…Эротическое, по сравнению с художественным, выражает свой порыв в более бесплотных и куда как менее правдивых свидетельствах, чем творческие артефакты.
В художнике, однако, при некоторых обстоятельствах его особое состояние может переживать различные надломы — то ли перехлёстывая через норму до аномалии, то ли превращаясь в насилие настоящего, то ли разрываясь между требованиями прошлого и нынешнего. Само это состояние внутренней заряженности любовью, чуть ли не самое денное из всех возможных, находит как своё последнее прояснение, так и своё окончательное исполнение на той же духовной почве, сосредотачиваясь и воплощаясь более или менее без остатка в произведениях искусства, в то время как эротическое духовное состояние из-за отсутствия такого оправдывающего финала продолжает восприниматься в контексте обыденного течения жизни.
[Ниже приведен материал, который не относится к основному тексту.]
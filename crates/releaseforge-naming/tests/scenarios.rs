//! End-to-end naming scenarios.

use releaseforge_naming::{
    sanitize, AudioTrackInfo, CatalogRecord, EpisodeInfo, FormatVariant, GroupPolicy,
    MediaDescriptor, NameEngine, NamingWarning, ReleaseOptions, VideoCategory, RESERVED,
};

fn audio(format: &str, commercial: Option<&str>, channels: u32, layout: &str) -> AudioTrackInfo {
    AudioTrackInfo {
        format: Some(format.into()),
        commercial: commercial.map(Into::into),
        channels: Some(channels),
        channel_layout: Some(layout.into()),
        language: Some("en".into()),
        ..Default::default()
    }
}

#[test]
fn standard_movie_scenario() {
    let media = MediaDescriptor::new("Inception.2010.1080p.BluRay.AVC-GRP.mkv")
        .with_video_format("AVC")
        .with_dimensions(1920, 1080)
        .with_frame_rate("23.976")
        .with_audio(audio("AC-3", Some("Dolby Digital"), 6, "L R C LFE Ls Rs"));
    let opts = ReleaseOptions {
        source_label: "BluRay".into(),
        release_group: Some("GRP".into()),
        ..Default::default()
    };

    let d = NameEngine::default()
        .derive(&media, &CatalogRecord::movie("Inception", "2010-07-15"), &opts, None)
        .unwrap();

    assert_eq!(d.name.as_str(), "Inception.2010.1080p.BluRay.DD5.1.H.264-GRP.mkv");
    assert!(d.warnings.is_empty());
}

#[test]
fn extended_episode_scenario() {
    let media = MediaDescriptor::new("Show.S01E02.Pilot.720p.WEB-DL.AAC2.0.H265-GRP.mkv")
        .with_video_format("HEVC")
        .with_dimensions(1280, 720)
        .with_audio(audio("AAC", None, 2, "L R"));
    let opts = ReleaseOptions {
        source_label: "WEB-DL".into(),
        release_group: Some("GRP".into()),
        format_variant: FormatVariant::ExtendedTrackerFormat,
        ..Default::default()
    };
    let episode = EpisodeInfo::new(1, Some(2)).with_title("Pilot");

    let d = NameEngine::default()
        .derive(
            &media,
            &CatalogRecord::series("Show", "2020-01-10"),
            &opts,
            Some(&episode),
        )
        .unwrap();

    assert_eq!(
        d.name.as_str(),
        "Show (2020) - S01E02 - Pilot (720p WEB-DL H265 SDR AAC 2.0 English - GRP).mkv"
    );
}

#[test]
fn episode_title_read_from_file_name() {
    let media = MediaDescriptor::new("Show.S01E02.Pilot.720p.WEB-DL.AAC2.0.H265-GRP.mkv")
        .with_video_format("HEVC")
        .with_dimensions(1280, 720)
        .with_audio(audio("AAC", None, 2, "L R"));
    let opts = ReleaseOptions {
        source_label: "WEB-DL".into(),
        format_variant: FormatVariant::ExtendedTrackerFormat,
        ..Default::default()
    };

    let d = NameEngine::default()
        .derive(&media, &CatalogRecord::series("Show", "2020-01-10"), &opts, None)
        .unwrap();

    assert_eq!(
        d.name.as_str(),
        "Show (2020) - S01E02 - Pilot (720p WEB-DL H265 SDR AAC 2.0 English - GRP).mkv"
    );
}

#[test]
fn banned_remux_group_still_names() {
    let media = MediaDescriptor::new("Movie.2019.2160p.UHD.BluRay.REMUX.HEVC-4K4U.mkv")
        .with_video_format("HEVC")
        .with_dimensions(3840, 2160)
        .with_audio(audio(
            "MLP FBA 16-ch",
            Some("Dolby TrueHD with Dolby Atmos"),
            8,
            "L R C LFE Ls Rs Lb Rb",
        ));
    let mut media = media;
    media.hdr_format = Some("Dolby Vision / SMPTE ST 2086".into());
    media.hdr_compatibility = Some("Blu-ray / HDR10".into());

    let opts = ReleaseOptions {
        source_label: "BluRay Remux".into(),
        release_group: Some("4K4U".into()),
        format_variant: FormatVariant::ExtendedTrackerFormat,
        ..Default::default()
    };

    let engine = NameEngine::default();
    let verdict = engine.policy().evaluate("4K4U", VideoCategory::Remux);
    assert!(!verdict.allowed);

    let d = engine
        .derive(&media, &CatalogRecord::movie("Movie", "2019-03-01"), &opts, None)
        .unwrap();

    assert_eq!(
        d.name.as_str(),
        "Movie (2019) (2160p BluRay Remux HEVC DV HDR TrueHD Atmos 7.1 English - 4K4U).mkv"
    );
    assert_eq!(
        d.banned_group(),
        Some(&NamingWarning::BannedGroup {
            group: "4K4U".into(),
            category: VideoCategory::Remux,
        })
    );
}

#[test]
fn custom_policy_bans_extra_group() {
    let mut policy = GroupPolicy::builtin();
    policy.ban(VideoCategory::Web, ["LocalBad"]);
    let media = MediaDescriptor::new("Movie.2021.1080p.WEB-DL.mkv")
        .with_video_format("AVC")
        .with_dimensions(1920, 1080)
        .with_audio(audio("E-AC-3", Some("Dolby Digital Plus"), 6, "L R C LFE Ls Rs"));
    let opts = ReleaseOptions {
        source_label: "WEB-DL".into(),
        release_group: Some("localbad".into()),
        ..Default::default()
    };

    let d = NameEngine::new(policy)
        .derive(&media, &CatalogRecord::movie("Movie", "2021-01-01"), &opts, None)
        .unwrap();

    assert_eq!(d.name.as_str(), "Movie.2021.1080p.WEB-DL.DDP5.1.H.264-localbad.mkv");
    assert!(d.banned_group().is_some());
}

#[test]
fn concurrent_derivations_are_independent() {
    let engine = NameEngine::default();
    let inputs: Vec<(MediaDescriptor, CatalogRecord)> = (0..32)
        .map(|i| {
            let width = [1920, 1280, 3840, 720][i % 4];
            let media = MediaDescriptor::new(format!("Title{i}.20{:02}.WEB-DL-GRP{i}.mkv", i % 30))
                .with_video_format(if i % 2 == 0 { "AVC" } else { "HEVC" })
                .with_dimensions(width, 0)
                .with_frame_rate(if i % 3 == 0 { "29.970" } else { "25.000" })
                .with_audio(audio("AAC", None, 2, "L R"));
            let catalog = CatalogRecord::movie(format!("Title {i}"), format!("20{:02}-01-01", i % 30));
            (media, catalog)
        })
        .collect();
    let opts = ReleaseOptions {
        source_label: "WEB-DL".into(),
        ..Default::default()
    };

    let sequential: Vec<String> = inputs
        .iter()
        .map(|(m, c)| engine.derive(m, c, &opts, None).unwrap().name.into_inner())
        .collect();

    let concurrent: Vec<String> = std::thread::scope(|scope| {
        let handles: Vec<_> = inputs
            .iter()
            .map(|(m, c)| {
                let engine = &engine;
                let opts = &opts;
                scope.spawn(move || engine.derive(m, c, opts, None).unwrap().name.into_inner())
            })
            .collect();
        handles.into_iter().map(|h| h.join().unwrap()).collect()
    });

    assert_eq!(sequential, concurrent);
    assert!(sequential[0].ends_with("-GRP0.mkv"));
}

#[test]
fn sanitize_is_idempotent_over_hostile_names() {
    let corpus = [
        "",
        "CON:<>",
        "a/b\\c",
        "\u{0}\u{1f}\u{7f}\u{80}\u{9f}",
        "Mission: Impossible? (1996) *Special*",
        "tab\tnew\nline\rcarriage",
        "\"quoted\" | piped",
        "ünïcødé – dash … ellipsis",
        "::::////",
    ];
    for input in corpus {
        let once = sanitize(input);
        let twice = sanitize(once.as_str());
        assert_eq!(once, twice, "input: {input:?}");
        assert!(!once.as_str().chars().any(|c| RESERVED.contains(&c) || c.is_control()));
    }
}

#[test]
fn derived_names_never_contain_reserved_characters() {
    let media = MediaDescriptor::new("What?.2001.1080p.WEB-DL-G|RP.mkv")
        .with_dimensions(1920, 1080)
        .with_audio(audio("AAC", None, 2, "L R"));
    let opts = ReleaseOptions {
        source_label: "WEB-DL".into(),
        release_group: Some("G*R\"P".into()),
        format_variant: FormatVariant::ExtendedTrackerFormat,
        ..Default::default()
    };

    let d = NameEngine::default()
        .derive(&media, &CatalogRecord::movie("What? <Now>: \"Yes\"", "2001-05-05"), &opts, None)
        .unwrap();

    assert!(!d.name.as_str().chars().any(|c| RESERVED.contains(&c)));
    assert_eq!(d.name.as_str(), "What Now Yes (2001) (1080p WEB-DL H264 SDR AAC 2.0 English - GRP).mkv");
}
Художник, не будучи стеснённым жизненными обстоятельствами, по сравнению с любящим может куда более свободно фантазировать, потому что на самом деле только он своими фантазиями способен создавать из наличного материала новую действительность, тогда как любящий лишь одаривает её своими выдумками. Вместо того, чтобы отдохнуть, наслаждаясь гармонией совершенного дела, как это позволительно фантазии художника, поэзия любви, вечно чего-то ища и вечно кого-то одаривая, неприкаянно проходит через жизнь, причём её трагизм тем более велик, чем менее она способна освободить свою память от порабощающих воспоминаний о былых объектах её вожделения. Любовь, таким образом, оказывается самым телесным, самым душевным и самым одухотворённым из всего, что в нас есть; она целиком и полностью держится за тело, но держится не просто так, а превращая тело в символ, в знаковое письмо для всего, что хотело бы через калитку чувств прокрасться в нашу душу, дабы разбудить её для самых дерзновенных сновидений. В результате этого повсюду к факту обладания примешивается представление о недосягаемости, братскими узами сплетаются согласие и отказ, которые в данном случае отличаются друг от друга не качеством, а степенью. Любовь делает нас творцами сверх наших способностей, ведь её тоска направлена на объект не только в ипостаси его эротической желанности, но и в ипостаси его самого возвышенного, предельного, абсолютного бытия, о котором мы можем только мечтать.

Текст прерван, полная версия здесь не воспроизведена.